- _Supplied entries_
//! A bound query and its cross-thread handle.

use std::sync::Arc;
use std::time::{Duration, Instant};

use serde::Serialize;

use logq_commands::command::chain;
use logq_commands::status::StatusCell;
use logq_commands::{Command, QueryContext, Status, TimelineCallback};
use logq_core::id::QueryId;

use crate::error::ExecError;

/// Owns the chain head (and through it every command), the shared context,
/// and the query text. Executed once.
pub struct Query {
    text: Arc<str>,
    ctx: Arc<QueryContext>,
    head: Box<dyn Command>,
}

impl Query {
    pub fn new(text: impl Into<Arc<str>>, ctx: Arc<QueryContext>, head: Box<dyn Command>) -> Self {
        Self {
            text: text.into(),
            ctx,
            head,
        }
    }

    pub fn id(&self) -> QueryId {
        self.ctx.id()
    }

    pub fn text(&self) -> &str {
        &self.text
    }

    pub fn context(&self) -> &Arc<QueryContext> {
        &self.ctx
    }

    /// The chain, head first.
    pub fn commands(&self) -> Vec<&dyn Command> {
        chain(self.head.as_ref())
    }

    pub fn add_timeline_callback(&self, cb: Arc<dyn TimelineCallback>) {
        self.ctx.add_timeline_callback(cb);
    }

    pub fn timeline_callbacks(&self) -> Vec<Arc<dyn TimelineCallback>> {
        self.ctx.timeline_callbacks()
    }

    pub fn handle(&self) -> QueryHandle {
        QueryHandle {
            id: self.id(),
            text: Arc::clone(&self.text),
            ctx: Arc::clone(&self.ctx),
            commands: self
                .commands()
                .iter()
                .map(|c| Tracked {
                    name: c.name(),
                    reducer: c.is_reducer(),
                    status: c.core().status_handle(),
                })
                .collect(),
        }
    }

    /// One line per command: arguments, reducer flag, date column, header.
    pub fn explain(&self) -> Vec<String> {
        self.commands()
            .iter()
            .map(|c| {
                let mut line = c.describe();
                if c.is_reducer() {
                    line.push_str("  [reducer]");
                }
                if let Some(col) = c.date_column_name() {
                    line.push_str(&format!("  date={col}"));
                }
                if let Some(h) = c.core().header() {
                    line.push_str(&format!("  header={}", h.join(",")));
                }
                if c.core().callback_timeline() {
                    line.push_str("  [timeline]");
                }
                line
            })
            .collect()
    }

    /// Drive the chain to completion on the calling thread.
    pub fn run(mut self) -> Result<QueryReport, ExecError> {
        let started = Instant::now();
        tracing::info!(query = %self.id(), text = %self.text, "query started");

        let result = self.head.start();
        if self.head.status() != Status::End {
            // `start` failed before the source could end the chain itself.
            if let Err(e) = self.head.eof() {
                tracing::warn!(query = %self.id(), error = %e, "eof after failed start");
            }
        }

        let report = QueryReport {
            id: self.id().to_string(),
            commands: self
                .commands()
                .iter()
                .map(|c| CommandReport {
                    name: c.name(),
                    pushed: c.core().push_count(),
                })
                .collect(),
            elapsed: started.elapsed(),
        };
        match result {
            Ok(()) => {
                tracing::info!(
                    query = %report.id,
                    elapsed_ms = report.elapsed.as_millis() as u64,
                    "query finished"
                );
                Ok(report)
            }
            Err(e) => {
                tracing::error!(query = %report.id, error = %e, "query failed");
                Err(ExecError::Command(e))
            }
        }
    }
}

impl std::fmt::Debug for Query {
    fn fmt(&self, f: &mut std::fmt::Formatter<'_>) -> std::fmt::Result {
        f.debug_struct("Query")
            .field("id", &self.id())
            .field("text", &self.text)
            .field("commands", &self.commands().len())
            .finish()
    }
}

#[derive(Debug, Clone, Serialize)]
pub struct CommandReport {
    pub name: &'static str,
    /// Rows (and batch rows) the command wrote downstream.
    pub pushed: u64,
}

#[derive(Debug, Clone, Serialize)]
pub struct QueryReport {
    pub id: String,
    pub commands: Vec<CommandReport>,
    #[serde(with = "millis")]
    pub elapsed: Duration,
}

mod millis {
    use std::time::Duration;

    use serde::Serializer;

    pub fn serialize<S: Serializer>(d: &Duration, s: S) -> Result<S::Ok, S::Error> {
        s.serialize_u64(d.as_millis() as u64)
    }
}

#[derive(Debug, Clone)]
struct Tracked {
    name: &'static str,
    reducer: bool,
    status: Arc<StatusCell>,
}

/// Snapshot of one command, as seen from another thread.
#[derive(Debug, Clone, Copy, PartialEq, Eq, Serialize)]
pub struct CommandState {
    pub name: &'static str,
    pub reducer: bool,
    #[serde(serialize_with = "status_name")]
    pub status: Status,
}

fn status_name<S: serde::Serializer>(status: &Status, s: S) -> Result<S::Ok, S::Error> {
    s.collect_str(status)
}

/// Thread-safe view of a query: statuses and cancellation.
#[derive(Debug, Clone)]
pub struct QueryHandle {
    id: QueryId,
    text: Arc<str>,
    ctx: Arc<QueryContext>,
    commands: Vec<Tracked>,
}

impl QueryHandle {
    pub fn id(&self) -> QueryId {
        self.id
    }

    pub fn text(&self) -> &str {
        &self.text
    }

    pub fn commands(&self) -> Vec<CommandState> {
        self.commands
            .iter()
            .map(|t| CommandState {
                name: t.name,
                reducer: t.reducer,
                status: t.status.get(),
            })
            .collect()
    }

    pub fn is_finished(&self) -> bool {
        self.commands.iter().all(|t| t.status.is_end())
    }

    /// Ask the head to stop; it ends the whole chain at its next poll.
    pub fn cancel(&self) {
        tracing::info!(query = %self.id, "query cancelled");
        self.ctx.request_head_eof();
    }

    pub fn is_cancelled(&self) -> bool {
        self.ctx.head_eof_requested()
    }
}

#[cfg(test)]
mod tests {
    use super::*;
    use logq_commands::CommandError;
    use std::sync::atomic::{AtomicU64, AtomicUsize, Ordering};

    use logq_core::catalog::{TableMetadata, LOGFORMAT_KEY};
    use logq_io::{LookupTables, MemoryLogStorage, TableCatalog};

    use crate::bind::create_command;
    use crate::sink::{CollectRows, ResultSink};

    fn prepare(text: &str, rows: &CollectRows) -> Query {
        let storage = MemoryLogStorage::new().with_table("events", ["1000 a", "2000 b", "3000 c"]);
        let catalog = TableCatalog::new()
            .with_table("events", TableMetadata::new().with(LOGFORMAT_KEY, "_time user"));
        let ctx = Arc::new(QueryContext::in_memory());
        let head = create_command(
            Arc::clone(&ctx),
            text,
            Arc::new(storage),
            &catalog,
            &LookupTables::new(),
            ResultSink::new(Box::new(rows.clone())),
        )
        .unwrap();
        Query::new(text, ctx, head)
    }

    #[derive(Default)]
    struct Timeline {
        last: AtomicU64,
        puts: AtomicUsize,
        flushes: AtomicUsize,
    }

    impl TimelineCallback for Timeline {
        fn put(&self, ts: i64) {
            self.last.store(ts as u64, Ordering::SeqCst);
            self.puts.fetch_add(1, Ordering::SeqCst);
        }

        fn callback(&self) {
            self.flushes.fetch_add(1, Ordering::SeqCst);
        }
    }

    #[test]
    fn runs_and_reports() {
        let rows = CollectRows::new();
        let query = prepare("table events | search user != b", &rows);
        let handle = query.handle();
        assert!(!handle.is_finished());
        let report = query.run().unwrap();
        assert_eq!(rows.len(), 2);
        assert!(handle.is_finished());
        let pushed: Vec<_> = report.commands.iter().map(|c| (c.name, c.pushed)).collect();
        assert_eq!(pushed, vec![("table", 3), ("search", 2), ("sink", 0)]);
    }

    #[test]
    fn timeline_observers_see_every_row_once() {
        let rows = CollectRows::new();
        let query = prepare("table events", &rows);
        let timeline = Arc::new(Timeline::default());
        query.add_timeline_callback(timeline.clone());
        assert_eq!(query.timeline_callbacks().len(), 1);
        query.run().unwrap();
        assert_eq!(timeline.puts.load(Ordering::SeqCst), 3);
        assert_eq!(timeline.last.load(Ordering::SeqCst), 3000);
        assert_eq!(timeline.flushes.load(Ordering::SeqCst), 1);
    }

    #[test]
    fn cancel_before_start_ends_everything() {
        let rows = CollectRows::new();
        let query = prepare("table events | sort -user", &rows);
        let handle = query.handle();
        handle.cancel();
        assert!(handle.is_cancelled());
        query.run().unwrap();
        assert!(handle.is_finished());
        assert!(rows.is_empty());
    }

    #[test]
    fn explain_lists_the_chain() {
        let rows = CollectRows::new();
        let query = prepare("table events | stats count by user", &rows);
        let lines = query.explain();
        assert_eq!(lines.len(), 3);
        assert_eq!(lines[0], "table events  date=_time  header=_time,user  [timeline]");
        assert_eq!(lines[1], "stats count by user  [reducer]  header=_time,user");
        assert_eq!(lines[2], "sink  header=_time,user");
    }

    #[test]
    fn headless_chain_fails_to_start() {
        let rows = CollectRows::new();
        let ctx = Arc::new(QueryContext::in_memory());
        let head = create_command(
            Arc::clone(&ctx),
            "fields a",
            Arc::new(MemoryLogStorage::new()),
            &TableCatalog::new(),
            &LookupTables::new(),
            ResultSink::new(Box::new(rows.clone())),
        )
        .unwrap();
        let query = Query::new("fields a", ctx, head);
        let handle = query.handle();
        match query.run() {
            Err(ExecError::Command(e)) => {
                assert!(matches!(e, CommandError::NotSupported { operation: "start", .. }))
            }
            other => panic!("unexpected {other:?}"),
        }
        assert!(handle.is_finished());
    }
}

- _Task to carry out_
Go through the data and return each line where the word "Instant" appears.

- _Response box_
use std::time::{Duration, Instant};
        let started = Instant::now();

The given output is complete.